Potentially very big news. The FT is reporting that the Coalition is considering slowing the pace of deficit reduction.
The Treasury is working on plans to “reprofile” spending cuts next April, spreading the pain of deficit reduction more evenly over the next few years, senior Whitehall officials have told the Financial Times.
Confronted with the difficulties of quickly cutting spending – including financial penalties for breaking contracts and redundancy costs – ministers have been forced to consider delaying some of the big savings until later in this parliament.
As Left Foot Forward explains:
Speculation is growing that the Coalition government is about to slow the timetable for deficit reduction. Whitehall sources have briefed the Financial Times amid warnings from the World Bank and concerns from Cameron and Osborne’s Cabinet colleagues.
I, like many others (notably, in the political arena, Ed Balls) have repeatedly warned that Osborne’s planned pace of deficit reduction risks at worst a double dip and at best more sluggish growth than would have been the case otherwise.
The Cameron/Osborne/Clegg “there is no alternative” line has been based around a claim that without rapid action now the bond markets might panic, the UK might get downgraded and borrowing costs would spiral.
Interestingly enough, the FT pieces quotes Ben Broadbent of GS making the opposite case.
Ben Broadbent of Goldman Sachs said that any move to delay spending cuts was unlikely to make “an enormous difference” to the economy or to Britain’s credit rating.

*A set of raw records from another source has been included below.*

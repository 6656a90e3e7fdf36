use std::collections::{BTreeMap, HashMap};
use std::fmt;
use std::fs;
use std::path::Path;
use std::str::FromStr;

use rand::Rng;
use serde::{Deserialize, Serialize};

use crate::context::{Context, Value};
use crate::parser;
use crate::registry::{Registry, Terminal};
use crate::utils::{GrammarError, Result};

/// Index of a nonterminal inside its [`Grammar`].
#[derive(Debug, Clone, Copy, PartialEq, Eq, Hash)]
pub struct NtId(pub(crate) usize);

/// One element of a rule.
#[derive(Debug, Clone)]
pub enum Node {
    /// Leaf producing text directly
    Leaf(Terminal),
    /// Link to a nonterminal of the same grammar
    NonTerminal(NtId),
    /// Bare name seen by the parser, replaced during reference resolution
    Unresolved(String),
}

/// A named grammar symbol and its alternative rules.
#[derive(Debug, Clone)]
pub struct NonTerminal {
    pub name: String,
    pub alternatives: Vec<Vec<Node>>,
    /// Default bindings from the `Context` block
    pub context: BTreeMap<String, Value>,
    /// Depth given with `!` or `#` in the header. Recorded only; generation
    /// is bounded by [`GrammarConfig::max_recursion_depth`] instead.
    pub recursion_hint: Option<u32>,
}

/// Configuration options for generation
#[derive(Debug, Clone, PartialEq, Serialize, Deserialize)]
#[serde(default)]
pub struct GrammarConfig {
    /// Maximum nesting of nonterminal expansions before generation fails
    pub max_recursion_depth: usize,
}

impl Default for GrammarConfig {
    fn default() -> Self {
        GrammarConfig {
            max_recursion_depth: 200,
        }
    }
}

impl GrammarConfig {
    pub fn from_json_file<P: AsRef<Path>>(path: P) -> Result<Self> {
        let text = fs::read_to_string(path)?;
        Ok(serde_json::from_str(&text)?)
    }
}

/// A parsed grammar with every reference resolved.
///
/// The grammar is read-only once built and can be shared between threads;
/// each concurrent run needs its own [`Context`].
#[derive(Debug, Clone)]
pub struct Grammar {
    nonterminals: Vec<NonTerminal>,
    index: HashMap<String, NtId>,
    start_symbol: String,
    config: GrammarConfig,
}

impl Grammar {
    pub(crate) fn from_parts(
        nonterminals: Vec<NonTerminal>,
        index: HashMap<String, NtId>,
        start_symbol: String,
    ) -> Self {
        Grammar {
            nonterminals,
            index,
            start_symbol,
            config: GrammarConfig::default(),
        }
    }

    /// Parse grammar source using the constructors in `registry`
    pub fn parse(src: &str, registry: &Registry) -> Result<Self> {
        parser::parse(src, registry)
    }

    /// Parse a grammar from a file
    pub fn from_file<P: AsRef<Path>>(path: P, registry: &Registry) -> Result<Self> {
        let src = fs::read_to_string(path)?;
        Grammar::parse(&src, registry)
    }

    pub fn with_config(mut self, config: GrammarConfig) -> Self {
        self.config = config;
        self
    }

    pub fn set_config(&mut self, config: GrammarConfig) {
        self.config = config;
    }

    pub fn config(&self) -> &GrammarConfig {
        &self.config
    }

    /// The first nonterminal declared in the source
    pub fn start_symbol(&self) -> &str {
        &self.start_symbol
    }

    pub fn nonterminals(&self) -> &[NonTerminal] {
        &self.nonterminals
    }

    pub fn id(&self, name: &str) -> Option<NtId> {
        self.index.get(name).copied()
    }

    pub fn get(&self, name: &str) -> Option<&NonTerminal> {
        self.id(name).and_then(|id| self.nonterminal(id))
    }

    /// Look up the target of a [`Node::NonTerminal`] link. Ids from another
    /// grammar may be out of range and yield `None`.
    pub fn nonterminal(&self, id: NtId) -> Option<&NonTerminal> {
        self.nonterminals.get(id.0)
    }

    /// Ids held by this grammar's nodes always index its own arena.
    fn resolve(&self, id: NtId) -> &NonTerminal {
        &self.nonterminals[id.0]
    }

    pub fn has_non_terminal(&self, name: &str) -> bool {
        self.index.contains_key(name)
    }

    /// Expand the start symbol.
    pub fn generate(&self, ctx: &mut Context) -> Result<String> {
        let id = self
            .id(&self.start_symbol)
            .ok_or_else(|| GrammarError::UnknownNonTerminal(self.start_symbol.clone()))?;
        self.expand(ctx, id, 0)
    }

    /// Expand the nonterminal called `name`.
    pub fn generate_from(&self, ctx: &mut Context, name: &str) -> Result<String> {
        let id = self
            .id(name)
            .ok_or_else(|| GrammarError::UnknownNonTerminal(name.to_string()))?;
        self.expand(ctx, id, 0)
    }

    /// Pick one alternative of `id` and expand it inside a fresh context frame.
    ///
    /// The frame carries the nonterminal's default bindings and the text of
    /// every nonterminal expanded by the chosen rule, so later siblings can
    /// read earlier ones. It is dropped on return, error or not.
    fn expand(&self, ctx: &mut Context, id: NtId, depth: usize) -> Result<String> {
        let nt = self.resolve(id);
        if depth >= self.config.max_recursion_depth {
            return Err(GrammarError::RecursionLimit {
                symbol: nt.name.clone(),
                limit: self.config.max_recursion_depth,
            });
        }
        if nt.alternatives.is_empty() {
            return Ok(String::new());
        }

        let choice = ctx.rng().gen_range(0..nt.alternatives.len());
        let rule = &nt.alternatives[choice];

        ctx.push_frame();
        for (name, value) in &nt.context {
            ctx.set(name.clone(), value.clone());
        }
        let result = self.expand_rule(ctx, rule, depth);
        ctx.pop_frame();
        result
    }

    fn expand_rule(&self, ctx: &mut Context, rule: &[Node], depth: usize) -> Result<String> {
        let mut result = String::new();
        for node in rule {
            match node {
                Node::Leaf(leaf) => result.push_str(&leaf.generate(ctx)?),
                Node::NonTerminal(id) => {
                    let text = self.expand(ctx, *id, depth + 1)?;
                    result.push_str(&text);
                    ctx.set(self.resolve(*id).name.clone(), text);
                }
                Node::Unresolved(name) => {
                    return Err(GrammarError::Parse(format!("unresolved reference `{}`", name)));
                }
            }
        }
        Ok(result)
    }

    fn describe(&self, node: &Node) -> String {
        match node {
            Node::Leaf(leaf) => leaf.to_string(),
            Node::NonTerminal(id) => self.resolve(*id).name.clone(),
            Node::Unresolved(name) => format!("?{}", name),
        }
    }

    /// Serializable view of the grammar for inspection.
    pub fn dump(&self) -> GrammarDump {
        GrammarDump {
            start: self.start_symbol.clone(),
            nonterminals: self
                .nonterminals
                .iter()
                .map(|nt| NonTerminalDump {
                    name: nt.name.clone(),
                    recursion_hint: nt.recursion_hint,
                    context: nt.context.clone(),
                    rules: nt
                        .alternatives
                        .iter()
                        .map(|rule| rule.iter().map(|node| self.describe(node)).collect())
                        .collect(),
                })
                .collect(),
        }
    }
}

impl FromStr for Grammar {
    type Err = GrammarError;

    /// Parse with [`Registry::with_defaults`].
    fn from_str(s: &str) -> Result<Self> {
        Grammar::parse(s, &Registry::with_defaults())
    }
}

impl fmt::Display for Grammar {
    fn fmt(&self, f: &mut fmt::Formatter<'_>) -> fmt::Result {
        for nt in &self.nonterminals {
            writeln!(f, "{}", nt.name)?;
            for rule in &nt.alternatives {
                let nodes: Vec<String> = rule.iter().map(|node| self.describe(node)).collect();
                writeln!(f, "    : {}", nodes.join(" . "))?;
            }
        }
        Ok(())
    }
}

#[derive(Debug, Clone, PartialEq, Serialize, Deserialize)]
pub struct GrammarDump {
    pub start: String,
    pub nonterminals: Vec<NonTerminalDump>,
}

#[derive(Debug, Clone, PartialEq, Serialize, Deserialize)]
pub struct NonTerminalDump {
    pub name: String,
    #[serde(skip_serializing_if = "Option::is_none")]
    pub recursion_hint: Option<u32>,
    #[serde(skip_serializing_if = "BTreeMap::is_empty", default)]
    pub context: BTreeMap<String, Value>,
    pub rules: Vec<Vec<String>>,
}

“If people were clear about the reasons for any delay [to spending cuts] rather than suspecting a political wobble … I don’t think [investors] would change their mind about the risk premium on gilts,” he said.
If the Treasury going to slow the pace of deficit reduction (and we should remember none of this is official yet) it’s certainly somehing I would welcoem and something that is right for the UK.
But the politics of it are potentially explosive.
The FT speculates that:
Labour politicians would surely accuse the government of backsliding and the political pain of the cuts would be pushed close to the next general election.
Both of these factors are certainly true – if Osborne slows the pace there will be, rightly, a lot of Labour spokespeople shouting “we told you so” and more the pain will be moved closer to a 2015 election.
But, but, but…
Where does this leave Labour’s response to the CSR in two weeks time?
Surely the really salient political point here is that Osborne is about to throw a handgrenade right into the middle of Labour’s approach.
If he were to slow the pace so that for 2011/12, 2012/13 and potentially 2013/14 he essentially matched the Darling 4 year plan, where would that leave Labour?
Forced either argue for a longer timetable than we one we argued for 6 months ago or forced into backing the overall size of the Osborne plan. It would also neatly neutralise the “risking the recovery” attack as Osborne replied “I’m matching your plans”.
Take this analysis a step further. What if Osborne matches the pace of the Darling plan, but does more of it (as seems likely) through cuts to welfare spending than Labour planned? How do Labour respond? By arguing for higher taxes or more cuts to public services to preserve the existng system?
Osborne’s dream scenario is one where Labour go into the next election arguing for higher taxation to fund greater welfare payments. This takes him one step closer to achieving it.
We need an agreement on a watertight deficit plan and we need ASAP.